Still, there is currently no substantial information available on the future of the website, so all there is to do is wait. The political landscape seems unfavorable, especially considering this week’s news about Rentboy CEO Jeffrey Hurant pleading guilty to charges of promoting prostitution. Many of us question what comes next.

Slave Hunter and Cultural Boners

Appropriately bleak looking promo for Slave Hunter (via msnbc.com)
Appropriately bleak looking promo for Slave Hunter (via msnbc.com)

In 2011, I had the privilege of speaking on a local television program, Face to Face with John Ralston in Las Vegas. At the time, I worked on a national research initiative called the Commercial Sexual Exploitation of Children (CSEC), a federally funded project. The US Department of Justice (DOJ) created CSEC in an effort to curb the alleged epidemic of sex trafficking of minors. I say “alleged epidemic” because, as most sex workers’ rights advocates know, research on sex trafficking often employs shoddy methods. Indeed, many “studies” on sex trafficking have proven to be deeply flawed or outright fabricated. The most famous example is Richard Estes and Neil Alan Weiner’s study, The Commercial Sexual Exploitation of Children in the U.S., Canada, and Mexico (same name, unrelated to the DOJ study.) When we hear that 300,000 children are sex trafficked into the US every year, for example, we should assume that statistic comes from Estes and Weiner’s study.
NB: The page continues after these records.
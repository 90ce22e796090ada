use std::fs;
use std::io;
use std::path::{Path, PathBuf};
use std::time::UNIX_EPOCH;
use walkdir::WalkDir;

use crate::cache::RemoteEntry;
use crate::error::{DriveError, Result};

/// The remote account as seen by the sync engine.
///
/// Paths are relative to the account root. Versions are opaque strings that
/// change whenever the remote content changes.
pub trait Remote: Send + Sync {
    fn list(&self) -> Result<Vec<RemoteEntry>>;

    fn download(&self, path: &Path) -> Result<Vec<u8>>;

    /// Replace the content at `path`, returning the new version.
    fn upload(&self, path: &Path, bytes: &[u8]) -> Result<String>;

    fn create_dir(&self, path: &Path) -> Result<()>;

    fn rename(&self, from: &Path, to: &Path) -> Result<()>;

    fn remove(&self, path: &Path) -> Result<()>;
}

/// A directory tree standing in for the remote account.
pub struct DirRemote {
    root: PathBuf,
}

const UPLOAD_SUFFIX: &str = ".drivefuse-upload";

impl DirRemote {
    pub fn new(root: &Path) -> Result<Self> {
        fs::create_dir_all(root).map_err(|e| {
            DriveError::Remote(format!(
                "Failed to create remote root {}: {}",
                root.display(),
                e
            ))
        })?;
        Ok(DirRemote {
            root: root.to_path_buf(),
        })
    }

    fn resolve(&self, path: &Path) -> Result<PathBuf> {
        if path
            .components()
            .any(|c| !matches!(c, std::path::Component::Normal(_)))
        {
            return Err(DriveError::Remote(format!(
                "Refusing non-relative remote path {}",
                path.display()
            )));
        }
        Ok(self.root.join(path))
    }

    fn version_of(meta: &fs::Metadata) -> String {
        let mtime = meta
            .modified()
            .ok()
            .and_then(|t| t.duration_since(UNIX_EPOCH).ok())
            .map(|d| d.as_nanos())
            .unwrap_or(0);
        format!("{}-{}", meta.len(), mtime)
    }
}

fn remote_err(action: &str, path: &Path, e: io::Error) -> DriveError {
    DriveError::Remote(format!("Failed to {} {}: {}", action, path.display(), e))
}

impl Remote for DirRemote {
    fn list(&self) -> Result<Vec<RemoteEntry>> {
        let mut entries = Vec::new();
        for entry in WalkDir::new(&self.root).min_depth(1) {
            let entry = entry.map_err(|e| DriveError::Remote(format!("Failed to list: {}", e)))?;
            let name = entry.file_name().to_string_lossy();
            if name.ends_with(UPLOAD_SUFFIX) {
                continue;
            }
            let file_type = entry.file_type();
            if !file_type.is_dir() && !file_type.is_file() {
                continue;
            }
            let meta = entry
                .metadata()
                .map_err(|e| DriveError::Remote(format!("Failed to stat: {}", e)))?;
            let path = entry
                .path()
                .strip_prefix(&self.root)
                .map_err(|e| DriveError::Remote(e.to_string()))?
                .to_path_buf();
            entries.push(RemoteEntry {
                path,
                is_dir: file_type.is_dir(),
                size: if file_type.is_dir() { 0 } else { meta.len() },
                version: if file_type.is_dir() {
                    "dir".to_string()
                } else {
                    Self::version_of(&meta)
                },
            });
        }
        Ok(entries)
    }

    fn download(&self, path: &Path) -> Result<Vec<u8>> {
        let full = self.resolve(path)?;
        fs::read(&full).map_err(|e| remote_err("download", path, e))
    }

    fn upload(&self, path: &Path, bytes: &[u8]) -> Result<String> {
        let full = self.resolve(path)?;
        if let Some(parent) = full.parent() {
            fs::create_dir_all(parent).map_err(|e| remote_err("upload", path, e))?;
        }
        let mut tmp = full.clone().into_os_string();
        tmp.push(UPLOAD_SUFFIX);
        let tmp = PathBuf::from(tmp);

        fs::write(&tmp, bytes)
            .and_then(|_| fs::rename(&tmp, &full))
            .map_err(|e| {
                let _ = fs::remove_file(&tmp);
                remote_err("upload", path, e)
            })?;
        let meta = fs::metadata(&full).map_err(|e| remote_err("upload", path, e))?;
        Ok(Self::version_of(&meta))
    }

    fn create_dir(&self, path: &Path) -> Result<()> {
        let full = self.resolve(path)?;
        fs::create_dir_all(&full).map_err(|e| remote_err("create", path, e))
    }

    fn rename(&self, from: &Path, to: &Path) -> Result<()> {
        let src = self.resolve(from)?;
        let dest = self.resolve(to)?;
        if let Some(parent) = dest.parent() {
            fs::create_dir_all(parent).map_err(|e| remote_err("rename", to, e))?;
        }
        fs::rename(&src, &dest).map_err(|e| remote_err("rename", from, e))
    }

    fn remove(&self, path: &Path) -> Result<()> {
        let full = self.resolve(path)?;
        let result = match fs::symlink_metadata(&full) {
            Ok(meta) if meta.is_dir() => fs::remove_dir_all(&full),
            Ok(_) => fs::remove_file(&full),
            Err(e) => Err(e),
        };
        match result {
            Ok(()) => Ok(()),
            Err(e) if e.kind() == io::ErrorKind::NotFound => Ok(()),
            Err(e) => Err(remote_err("remove", path, e)),
        }
    }
}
Their research has been largely debunked by scholars of sex work (not to mention sex workers themselves) and not just because they operationalize the number of children “at risk” of commercial sexual exploitation as “users of psychotropic drugs,” among other things, in their study. They also claim that undocumented children are at higher risk for sexual exploitation, yet they fail to thoughtfully analyze the economic and social reasons why an underage, undocumented person might exchange sex for something in return.
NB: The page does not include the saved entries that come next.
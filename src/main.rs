use clap::Parser;

use drivefuse::cli::{Args, Commands};
use drivefuse::commands::{self, Context};
use drivefuse::error;

#[tokio::main]
async fn main() {
    match run().await {
        Ok(code) => {
            std::process::exit(code);
        }
        Err(e) => {
            eprintln!("Error: {}", e);
            std::process::exit(1);
        }
    }
}

async fn run() -> error::Result<i32> {
    tracing_subscriber::fmt()
        .with_env_filter(std::env::var("DRIVEFUSE_LOG").unwrap_or_else(|_| "info".to_string()))
        .init();

    let args = Args::parse();
    let ctx = Context::resolve(&args)?;

    match args.command {
        None | Some(Commands::Mount) => commands::run_mount(&ctx, args.blocksync).await,
        Some(Commands::Unmount) => {
            commands::run_unmount(&ctx)?;
            Ok(0)
        }
        Some(Commands::Config { action }) => {
            commands::handle_config_command(&ctx, action)?;
            Ok(0)
        }
    }
}
use crate::commands::Context;
use crate::error::Result;
use crate::mount::{FuseSubstrate, MountController};

pub fn run_unmount(ctx: &Context) -> Result<()> {
    let controller = MountController::new(
        FuseSubstrate,
        ctx.mount_point.clone(),
        ctx.config.shutdown.get_grace(),
    );
    controller.unmount()?;
    println!("Unmounted {}", ctx.mount_point.display());
    Ok(())
}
Along with CSEC’s primary investigator, Dr. Spivak, I was asked on Face to Face to debate claims made by then-Las Vegas vice detective Chris Baughman. Indeed, CSEC proved over and over that underage people in the sex industry are in much more complicated situations than anti-trafficking movements would have us think. Baughman’s appearance was also a promotional opportunity—at the time, his new book Off The Street, a “true life story of [a man] fighting to protect a class of women who are too easily forgotten and readily dismissed,” had just hit the shelves. Despite grabbing onto the nonsensical trope that sex work is never a victimless crime, Baughman was a rather soft-spoken and open-minded man behind the scenes. I can say with the utmost sincerity that I’ve never had such a fruitful interaction with a cop. He listened intently as I recounted, off air, abuses I’d faced as a sex worker in Las Vegas—not at the hands of brutal pimps, but from the sadistic wiles of Las Vegas’ finest. I explained that my sisters and brothers were routinely giving blowjobs to cops in exchange for police protection. I told him I was in the process of filing a civil suit against Las Vegas Metro and that I’d experienced significant backlash from the head of vice because of it. He took out a business card, wrote down his personal contact information, and instructed me to call anytime. “We’re both trying to end abuses associated with the sex industry,” he said. “Let’s work together.” I agreed.
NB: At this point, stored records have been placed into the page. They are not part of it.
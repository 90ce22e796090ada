use parking_lot::Mutex;
use std::collections::{HashMap, HashSet};
use std::path::PathBuf;
use std::sync::Arc;
use std::time::{Duration, Instant};
use tokio::sync::mpsc::{self, UnboundedReceiver, UnboundedSender};
use tokio::task::JoinHandle;

use super::remote::Remote;
use super::{SyncEngine, SyncEvent};
use crate::cache::{BlobStore, MetaStore, MetadataCache};
use crate::error::{DriveError, Result};
use crate::vfs::types::LocalId;

#[derive(Debug, Clone)]
pub struct SyncOptions {
    /// Time between full passes of the background loop.
    pub interval: Duration,
    /// Quiet period after the last local change before uploading.
    pub debounce: Duration,
}

impl Default for SyncOptions {
    fn default() -> Self {
        SyncOptions {
            interval: Duration::from_secs(30),
            debounce: Duration::from_millis(2000),
        }
    }
}

/// Reconciles [`MetaStore`] and [`BlobStore`] with a [`Remote`].
///
/// Local changes are pushed before the remote listing is pulled, so a pass
/// never mistakes an unsynced local change for a remote deletion.
pub struct Syncer {
    inner: Arc<Inner>,
    tx: UnboundedSender<SyncEvent>,
    rx: Mutex<Option<UnboundedReceiver<SyncEvent>>>,
    task: Mutex<Option<JoinHandle<()>>>,
}

struct Inner {
    meta: Arc<MetaStore>,
    blobs: Arc<BlobStore>,
    remote: Arc<dyn Remote>,
    options: SyncOptions,
    pass_lock: Mutex<()>,
}

impl Syncer {
    pub fn new(
        meta: Arc<MetaStore>,
        blobs: Arc<BlobStore>,
        remote: Arc<dyn Remote>,
        options: SyncOptions,
    ) -> Self {
        let (tx, rx) = mpsc::unbounded_channel();
        Syncer {
            inner: Arc::new(Inner {
                meta,
                blobs,
                remote,
                options,
                pass_lock: Mutex::new(()),
            }),
            tx,
            rx: Mutex::new(Some(rx)),
            task: Mutex::new(None),
        }
    }

    /// Stop the background loop and push outstanding local changes.
    pub async fn finish(&self) -> Result<()> {
        if let Some(task) = self.task.lock().take() {
            task.abort();
        }
        let inner = self.inner.clone();
        tokio::task::spawn_blocking(move || {
            let _guard = inner.pass_lock.lock();
            inner.push();
            inner.meta.save().map_err(DriveError::from)
        })
        .await
        .map_err(|e| DriveError::Sync(format!("Final sync task failed: {}", e)))?
    }
}

impl SyncEngine for Syncer {
    fn sync(&self, blocking: bool) -> Result<()> {
        if blocking {
            return self.inner.full_pass();
        }
        self.tx
            .send(SyncEvent::FullPass)
            .map_err(|_| DriveError::Sync("Sync loop is not running".to_string()))
    }

    fn start(&self) -> Result<()> {
        let handle = tokio::runtime::Handle::try_current()
            .map_err(|_| DriveError::Sync("No async runtime to run the sync loop".to_string()))?;
        let rx = self
            .rx
            .lock()
            .take()
            .ok_or_else(|| DriveError::Sync("Sync loop already started".to_string()))?;
        let task = handle.spawn(run_loop(self.inner.clone(), rx));
        *self.task.lock() = Some(task);
        tracing::info!(
            "Sync loop started (interval {:?}, debounce {:?})",
            self.inner.options.interval,
            self.inner.options.debounce
        );
        Ok(())
    }

    fn request_fetch(&self, id: LocalId) {
        if self.tx.send(SyncEvent::FetchRequested(id)).is_err() {
            tracing::debug!("Dropped fetch request for node {}", id);
        }
    }

    fn notify_dirty(&self, id: LocalId) {
        if self.tx.send(SyncEvent::Dirty(id)).is_err() {
            tracing::debug!("Dropped dirty notification for node {}", id);
        }
    }
}

async fn run_loop(inner: Arc<Inner>, mut rx: UnboundedReceiver<SyncEvent>) {
    let debounce = inner.options.debounce;
    let period = inner.options.interval;
    let mut ticker = tokio::time::interval_at(tokio::time::Instant::now() + period, period);
    ticker.set_missed_tick_behavior(tokio::time::MissedTickBehavior::Delay);

    let mut pending: HashSet<LocalId> = HashSet::new();
    let mut last_change: Option<Instant> = None;

    loop {
        let timeout = match last_change {
            Some(instant) => debounce.saturating_sub(instant.elapsed()),
            None => Duration::from_secs(86400),
        };

        tokio::select! {
            event = rx.recv() => {
                match event {
                    Some(SyncEvent::FetchRequested(id)) => {
                        run_blocking(&inner, move |inner| inner.fetch(id)).await;
                    }
                    Some(SyncEvent::Dirty(id)) => {
                        pending.insert(id);
                        last_change = Some(Instant::now());
                    }
                    Some(SyncEvent::FullPass) => {
                        run_blocking(&inner, |inner| inner.full_pass()).await;
                        pending.clear();
                        last_change = None;
                    }
                    None => {
                        tracing::debug!("Sync channel closed, leaving loop");
                        break;
                    }
                }
            }
            _ = tokio::time::sleep(timeout), if last_change.is_some() => {
                tracing::debug!("Debounce expired, pushing {} changed nodes", pending.len());
                run_blocking(&inner, |inner| {
                    let _guard = inner.pass_lock.lock();
                    inner.push();
                    inner.meta.save().map_err(DriveError::from)
                })
                .await;
                pending.clear();
                last_change = None;
            }
            _ = ticker.tick() => {
                run_blocking(&inner, |inner| inner.full_pass()).await;
            }
        }
    }
}

/// Sync failures are logged and retried on the next pass.
async fn run_blocking<F>(inner: &Arc<Inner>, f: F)
where
    F: FnOnce(&Inner) -> Result<()> + Send + 'static,
{
    let inner = inner.clone();
    match tokio::task::spawn_blocking(move || f(&inner)).await {
        Ok(Ok(())) => {}
        Ok(Err(e)) => tracing::warn!("Sync failed: {}", e),
        Err(e) => tracing::warn!("Sync task panicked: {}", e),
    }
}

impl Inner {
    fn full_pass(&self) -> Result<()> {
        let _guard = self.pass_lock.lock();
        let started = Instant::now();

        self.push();
        let fetched = self.pull()?;
        self.prefetch();
        self.meta.save()?;

        tracing::debug!(
            "Sync pass finished in {:?}, {} files changed remotely",
            started.elapsed(),
            fetched
        );
        Ok(())
    }

    /// Send local changes to the remote. Each failed item is left pending.
    fn push(&self) {
        for id in self.meta.take_dropped() {
            tracing::debug!("Evicting cached content of removed node {}", id);
            self.blobs.evict(id);
        }

        // Bounded so a move the remote keeps rejecting cannot spin forever
        for _ in 0..self.meta.len() {
            let Some((id, from, to)) = self.meta.next_pending_move() else {
                break;
            };
            match self.remote.rename(&from, &to) {
                Ok(()) => {
                    tracing::debug!(
                        "Moved node {} from {} to {}",
                        id,
                        from.display(),
                        to.display()
                    );
                    self.meta.mark_moved(&from, &to);
                }
                Err(e) => {
                    tracing::warn!("{}", e);
                    break;
                }
            }
        }

        // After moves, so content moved out of a removed folder survives
        for path in self.meta.removable_tombstones() {
            match self.remote.remove(&path) {
                Ok(()) => {
                    tracing::debug!("Removed {} remotely", path.display());
                    self.meta.clear_tombstone(&path);
                }
                Err(e) => tracing::warn!("{}", e),
            }
        }

        for (id, path) in self.meta.pending_folders() {
            match self.remote.create_dir(&path) {
                Ok(()) => self.meta.mark_folder_synced(id, &path),
                Err(e) => tracing::warn!("{}", e),
            }
        }

        for (node, path) in self.meta.dirty_files() {
            let Some(content) = node.content() else {
                continue;
            };
            let bytes = match self.blobs.load(node.id, &content.fingerprint) {
                Ok(bytes) => bytes,
                Err(e) => {
                    tracing::warn!("Cannot upload {}: {}", path.display(), e);
                    continue;
                }
            };
            match self.remote.upload(&path, &bytes) {
                Ok(version) => {
                    tracing::debug!("Uploaded {} ({} bytes)", path.display(), bytes.len());
                    self.meta
                        .mark_uploaded(node.id, &content.fingerprint, &path, version);
                }
                Err(e) => tracing::warn!("{}", e),
            }
        }
    }

    /// Merge the remote listing into the metadata store. Returns the number
    /// of files whose content changed remotely.
    fn pull(&self) -> Result<usize> {
        let mut entries = self.remote.list()?;
        // Parents sort before their children
        entries.sort_by(|a, b| a.path.cmp(&b.path));

        let previous: HashMap<LocalId, String> = self
            .meta
            .files()
            .into_iter()
            .filter_map(|n| Some((n.id, n.content()?.fingerprint.clone())))
            .collect();

        let mut changed = Vec::new();
        let mut listed: HashSet<PathBuf> = HashSet::with_capacity(entries.len());
        for entry in &entries {
            listed.insert(entry.path.clone());
            match self.meta.apply_remote_entry(entry) {
                Ok(Some(id)) => changed.push(id),
                Ok(None) => {}
                Err(e) => tracing::warn!("Skipping remote entry {}: {}", entry.path.display(), e),
            }
        }

        for id in &changed {
            if let Some(old) = previous.get(id) {
                self.blobs.discard(*id, old);
            }
        }

        for id in self.meta.apply_remote_deletions(&listed) {
            tracing::debug!("Node {} was deleted remotely", id);
            self.blobs.evict(id);
        }

        Ok(changed.len())
    }

    /// Download every clean file whose current content is not cached.
    fn prefetch(&self) {
        for node in self.meta.files() {
            let Some(content) = node.content() else {
                continue;
            };
            if content.dirty || self.blobs.contains(node.id, &content.fingerprint) {
                continue;
            }
            if let Err(e) = self.fetch(node.id) {
                tracing::warn!("Failed to fetch node {}: {}", node.id, e);
            }
        }
    }

    fn fetch(&self, id: LocalId) -> Result<()> {
        let node = self.meta.node(id)?;
        let Some(content) = node.content() else {
            return Ok(());
        };
        if content.dirty
            || content.fingerprint.is_empty()
            || self.blobs.contains(id, &content.fingerprint)
        {
            return Ok(());
        }
        let Some(path) = self.meta.remote_path(id) else {
            return Ok(());
        };

        let bytes = self.remote.download(&path)?;
        self.blobs.store(id, &content.fingerprint, &bytes)?;
        tracing::debug!(
            "Fetched {} ({} bytes) for node {}",
            path.display(),
            bytes.len(),
            id
        );
        Ok(())
    }
}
That was two years ago. Not much has changed in Las Vegas save for more punitive policies intent on eradicating the sex industry (funded by right-wing Christian non-profits that somehow manage over a million dollars in profit every year). And, oh yeah! Chris Baughman now has his own television program with Aaron Cohen called Slave Hunter. The new MSNBC series reveals, “in captivating detail,” what happens in the sex trafficking underworld. Posing as potential clients, Baughman and Cohen arrange to meet sex workers for the purposes of “[putting] in motion a plan to allow them to escape their bonds and build a new life outside of sex trafficking.”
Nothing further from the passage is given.